Think of it like this – if you were to take a piece of fruit and put it inside of a vice and start tightening it, eventually the juice will come out. The juice was in the fruit all the time; the vice was only the mechanism that caused what was inside to come out. Situations and circumstances are like the vice. They tighten and tighten and tighten until something eventually come out of us. But what comes out was in our hearts already; it wasn’t placed there because of the vice.

So a couple of weeks ago when, yet again, the cable company didn’t deliver, I felt very, very wronged. That’s not to say I wasn’t wronged (nor is this meant to be a commentary on whether or not the cable companies are jerks or whether you should have cable or not). What came out of me was my latent sense of consumerism. And it was ugly.

I believe it’s this way for many of us; we live our whole lives as consumers. We consume good, services, and even church, and when someone or something doesn’t meet our expectations, our sovereign rights as consumers are infringed upon. We feel wronged; we feel that we deserve better. The question is what happens next.

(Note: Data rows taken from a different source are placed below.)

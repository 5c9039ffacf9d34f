//! Speech announcements for newly highlighted calls.
//!
//! A panel owns one `Announcer`, and the announcer owns one timer set: a new
//! announcement replaces whatever repeats are still pending, it never queues
//! behind them. Speech failures are logged and swallowed so that the visual
//! path is never affected.

use crate::model::{AnnouncementRequest, MAX_REPEAT_COUNT};
use crate::timers::TimerRegistry;
use crate::Result;
use async_trait::async_trait;
use std::sync::atomic::{AtomicU64, Ordering};
use std::sync::Arc;
use tokio::sync::Mutex;
use tracing::{debug, info, warn};

/// Host text-to-speech capability
#[async_trait]
pub trait SpeechSynthesizer: Send + Sync {
    /// Stops the utterance currently being spoken, if any. Must not block.
    fn cancel(&self);

    /// Speaks `text`, returning once playback ends or is cancelled.
    async fn speak(&self, text: &str) -> Result<()>;
}

#[derive(Debug, Clone, Copy, PartialEq, Eq)]
pub enum AnnouncerState {
    Idle,
    Scheduled { pending: usize },
}

pub struct Announcer {
    synth: Arc<dyn SpeechSynthesizer>,
    // Keyed by repeat index of the current announcement
    timers: TimerRegistry<u32>,
    // Held for the duration of an utterance
    speech_gate: Arc<Mutex<()>>,
    // Ticket of the most recently fired utterance
    latest: Arc<AtomicU64>,
    seq: AtomicU64,
}

impl Announcer {
    pub fn new(synth: Arc<dyn SpeechSynthesizer>) -> Self {
        Self {
            synth,
            timers: TimerRegistry::new("announcer"),
            speech_gate: Arc::new(Mutex::new(())),
            latest: Arc::new(AtomicU64::new(0)),
            seq: AtomicU64::new(0),
        }
    }

    /// Replaces any pending repeats with the utterances of `request`.
    ///
    /// The i-th utterance fires `i * repeat_interval` after this call. Each one
    /// interrupts whatever is being spoken before it starts; an utterance
    /// still waiting for the speaker when a newer one fires is dropped.
    pub fn announce(&self, request: AnnouncementRequest) {
        let replaced = self.timers.cancel_all();
        let announcement = self.seq.fetch_add(1, Ordering::Relaxed);
        info!(
            target: "announcer",
            announcement,
            text = %request.text,
            repeats = request.repeat_count,
            interval_s = request.repeat_interval_secs,
            replaced,
            "Scheduling announcement"
        );

        for index in 0..request.repeat_count.min(MAX_REPEAT_COUNT) {
            let Some(offset) = request.offset_of(index) else {
                warn!(target: "announcer", announcement, index, "Repeat offset out of range; remaining repeats dropped");
                break;
            };
            let synth = Arc::clone(&self.synth);
            let gate = Arc::clone(&self.speech_gate);
            let latest = Arc::clone(&self.latest);
            let text = request.text.clone();

            self.timers.schedule(index, offset, async move {
                let ticket = latest.fetch_add(1, Ordering::SeqCst) + 1;
                synth.cancel();
                let _speaking = gate.lock().await;
                // A newer utterance fired while this one waited
                if latest.load(Ordering::SeqCst) != ticket {
                    debug!(target: "announcer", announcement, index, "Superseded before speaking");
                    return;
                }
                debug!(target: "announcer", announcement, index, "Speaking");
                if let Err(e) = synth.speak(&text).await {
                    warn!(target: "announcer", announcement, index, error = %e, "Speech synthesis failed");
                }
            });
        }
    }

    /// Cancels repeats that have not fired yet. Utterances already started
    /// are left alone.
    pub fn cancel_pending(&self) -> usize {
        self.timers.cancel_all()
    }

    /// Teardown: cancels pending repeats and interrupts current speech.
    pub fn stop(&self) {
        let cancelled = self.timers.cancel_all();
        self.latest.fetch_add(1, Ordering::SeqCst);
        self.synth.cancel();
        debug!(target: "announcer", cancelled, "Announcer stopped");
    }

    pub fn state(&self) -> AnnouncerState {
        match self.timers.pending() {
            0 => AnnouncerState::Idle,
            pending => AnnouncerState::Scheduled { pending },
        }
    }
}
// Panel runtime: source -> reconciler -> announcer
use crate::announcer::{Announcer, SpeechSynthesizer};
use crate::reconciler::{Reconciler, ReconcilerConfig};
use crate::source::CallSource;
use crate::Result;
use dashmap::DashMap;
use std::sync::Arc;
use tokio::sync::watch;
use tokio::task::JoinHandle;
use tracing::{debug, info, warn};

#[derive(Debug, Clone, Default)]
pub struct PanelRuntimeConfig {
    pub queues: Vec<String>,
    pub reconciler: ReconcilerConfig,
}

/// One public panel instance.
///
/// Owns one consumer task per subscribed queue, the reconciler with its
/// highlight timers and the announcer with its repeat timers. `shutdown`
/// releases all of them.
pub struct PanelRuntime {
    source: Arc<dyn CallSource>,
    reconciler: Arc<Reconciler>,
    announcer: Arc<Announcer>,
    queues: Vec<String>,
    consumers: DashMap<String, JoinHandle<()>>,
}

impl PanelRuntime {
    pub fn new(
        config: PanelRuntimeConfig,
        source: Arc<dyn CallSource>,
        synth: Arc<dyn SpeechSynthesizer>,
    ) -> Self {
        Self {
            source,
            reconciler: Arc::new(Reconciler::new(config.reconciler)),
            announcer: Arc::new(Announcer::new(synth)),
            queues: config.queues,
            consumers: DashMap::new(),
        }
    }

    pub async fn start(&self) -> Result<()> {
        info!(target: "panel", queues = ?self.queues, "Starting panel");
        for queue in &self.queues {
            self.subscribe_queue(queue).await?;
        }
        info!(target: "panel", "Panel started");
        Ok(())
    }

    /// Subscribes to one more queue. Already-subscribed queues are left as is.
    pub async fn subscribe_queue(&self, queue_id: &str) -> Result<()> {
        if self.consumers.contains_key(queue_id) {
            debug!(target: "panel", queue = %queue_id, "Already subscribed");
            return Ok(());
        }
        let mut subscription = self.source.subscribe(queue_id).await?;
        let reconciler = Arc::clone(&self.reconciler);
        let announcer = Arc::clone(&self.announcer);
        let queue = queue_id.to_string();

        // Messages of one queue are applied strictly in delivery order
        let consumer = tokio::spawn(async move {
            while let Some(event) = subscription.recv().await {
                if let Some(request) = reconciler.apply_message(&queue, &event.payload) {
                    announcer.announce(request);
                }
            }
            warn!(target: "panel", queue = %queue, "Queue channel closed");
        });

        if let Some(previous) = self.consumers.insert(queue_id.to_string(), consumer) {
            previous.abort();
        }
        info!(target: "panel", queue = %queue_id, "Subscribed to queue");
        Ok(())
    }

    /// Stops consuming a queue and discards its view.
    pub fn unsubscribe_queue(&self, queue_id: &str) -> bool {
        let Some((_, consumer)) = self.consumers.remove(queue_id) else {
            return false;
        };
        // Aborting drops the subscription, which unsubscribes at the source
        consumer.abort();
        self.reconciler.remove_queue(queue_id);
        info!(target: "panel", queue = %queue_id, "Unsubscribed from queue");
        true
    }

    pub async fn shutdown(&self) -> Result<()> {
        info!(target: "panel", "Shutting down panel...");
        let queues: Vec<String> = self.consumers.iter().map(|c| c.key().clone()).collect();
        for queue in queues {
            if let Some((_, consumer)) = self.consumers.remove(&queue) {
                consumer.abort();
            }
        }
        self.announcer.stop();
        self.reconciler.clear();
        info!(target: "panel", "Panel shut down");
        Ok(())
    }

    pub fn reconciler(&self) -> &Arc<Reconciler> {
        &self.reconciler
    }

    pub fn announcer(&self) -> &Arc<Announcer> {
        &self.announcer
    }

    pub fn subscribed_queues(&self) -> Vec<String> {
        let mut queues: Vec<String> = self.consumers.iter().map(|c| c.key().clone()).collect();
        queues.sort();
        queues
    }

    pub fn is_connected(&self) -> bool {
        self.source.is_connected()
    }

    pub fn watch_connected(&self) -> watch::Receiver<bool> {
        self.source.watch_connected()
    }
}

impl Drop for PanelRuntime {
    fn drop(&mut self) {
        for consumer in self.consumers.iter() {
            consumer.value().abort();
        }
    }
}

When that sense of consumerism is awakened inside of us, we would do well to recognize just how deeply it runs. Even spiritually, do we have the sense that we deserve more? That we deserve better? Perhaps so. This, along with so many other circumstances, is a chance for us not only to deal with the individual circumstance, but to deal with the heart issue our reaction in the midst of it revealed.

So maybe there’s something redemptive after all about the cable company. Maybe.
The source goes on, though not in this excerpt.